At the original performance, the London contingent of the Handel Festival Choir of 2,000 performers constituted the chorus, and the audience numbered 26,000. The Times wrote, "we are glad to be able to speak in terms of unqualified praise. It is not only, in our opinion, the most finished composition for which we are indebted to [Sullivan's] pen but an honour to English art." Sullivan was "uproariously cheered" at the premiere.

The first section begins with a reference to the hymn tune St. Anne, which is repeated in the final section, suggesting that divine intervention played a part in the recovery of the Prince.
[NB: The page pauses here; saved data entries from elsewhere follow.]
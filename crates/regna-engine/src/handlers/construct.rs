//! The construct-building handler.
//!
//! Construction is priced per structure; the build rate (BRT) comes from the
//! kingdom's quarry percentage and the payload reports how many turns the
//! order takes plus an efficiency warning when the count does not fill
//! whole turns.

use regna_types::{
    ActionOutcome, ActionType, BuildingKind, Caller, ConstructBuildingRequest, KingdomPatch,
    ResourceKind, ResourcesPatch,
};
use serde_json::json;

use regna_formulas::{
    build_efficiency_warning, build_rate_turns, build_turns, building_display_name,
    building_gold_cost, quarry_percentage,
};

use crate::error::EngineError;
use crate::store::{KingdomStore, StoreError};
use crate::validation;

use super::{MAX_COMMIT_ATTEMPTS, load_kingdom, outcome_from_error, retries_exhausted};

/// Construct buildings for a kingdom.
pub async fn construct_building<S>(
    store: &S,
    caller: &Caller,
    request: &ConstructBuildingRequest,
) -> ActionOutcome
where
    S: KingdomStore,
{
    match resolve(store, caller, request).await {
        Ok(payload) => ActionOutcome::ok(payload),
        Err(error) => {
            outcome_from_error(ActionType::ConstructBuilding, request.kingdom_id, &error)
        }
    }
}

async fn resolve<S>(
    store: &S,
    caller: &Caller,
    request: &ConstructBuildingRequest,
) -> Result<serde_json::Value, EngineError>
where
    S: KingdomStore,
{
    let valid = validation::validate_construct(request)?;

    for attempt in 0..MAX_COMMIT_ATTEMPTS {
        let kingdom = load_kingdom(store, valid.kingdom_id).await?;

        // Sufficiency: count structures at the per-kind price.
        let cost = valid
            .count
            .checked_mul(building_gold_cost(valid.kind))
            .ok_or_else(|| EngineError::Internal {
                context: String::from("construction cost overflow"),
            })?;
        let gold = kingdom.resources.gold;
        if gold < cost {
            return Err(EngineError::InsufficientResources {
                resource: ResourceKind::Gold,
                required: cost,
                current: gold,
            });
        }

        // Build rate from the quarry share of the kingdom's land, before
        // this order's own quarries are added.
        let quarries = kingdom.building_count(BuildingKind::Quarry);
        let brt = build_rate_turns(quarry_percentage(quarries, kingdom.resources.land));
        let turns = build_turns(valid.count, brt);
        let warning = build_efficiency_warning(valid.count, brt);

        let mut buildings = kingdom.buildings.clone();
        let entry = buildings.entry(valid.kind).or_insert(0);
        *entry = entry
            .checked_add(valid.count)
            .ok_or_else(|| EngineError::Internal {
                context: String::from("building count overflow"),
            })?;

        let patch = KingdomPatch {
            resources: Some(ResourcesPatch {
                gold: Some(gold.saturating_sub(cost)),
                ..ResourcesPatch::default()
            }),
            buildings: Some(buildings),
            ..KingdomPatch::default()
        };

        match store.update_kingdom(kingdom.id, kingdom.version, patch).await {
            Ok(updated) => {
                tracing::info!(
                    kingdom = %kingdom.id,
                    building = valid.kind.name(),
                    count = valid.count,
                    turns,
                    ordered_by = %caller.subject_id,
                    "construction ordered"
                );
                return Ok(json!({
                    "building": valid.kind.name(),
                    "display_name": building_display_name(
                        kingdom.race.name(),
                        valid.kind.category(),
                    ),
                    "count": valid.count,
                    "build_rate_turns": brt,
                    "turns": turns,
                    "efficiency_warning": warning.map(|w| w.to_string()),
                    "gold_spent": cost,
                    "gold_remaining": updated.resources.gold,
                }));
            }
            Err(StoreError::VersionConflict { .. }) => {
                tracing::debug!(kingdom = %kingdom.id, attempt, "construct commit conflicted, retrying");
            }
            Err(other) => return Err(other.into()),
        }
    }

    Err(retries_exhausted(ActionType::ConstructBuilding))
}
Handel's influence is heard throughout the piece, including in the fugues, and Sullivan uses key selection to emphasize sacred and secular sections of the piece. Soprano solo or choral sections alternate in a broad dynamic range to illustrate the text. The piece, in keeping with the spirit of the occasion, is often upbeat, even exuberant in places.

While Sullivan was writing the Festival Te Deum, his first opera with W. S. Gilbert, Thespis, was still being performed. Sullivan was also busy composing The Light of the World (an oratorio for the Birmingham festival), and a cantata for the opening of a London exhibition.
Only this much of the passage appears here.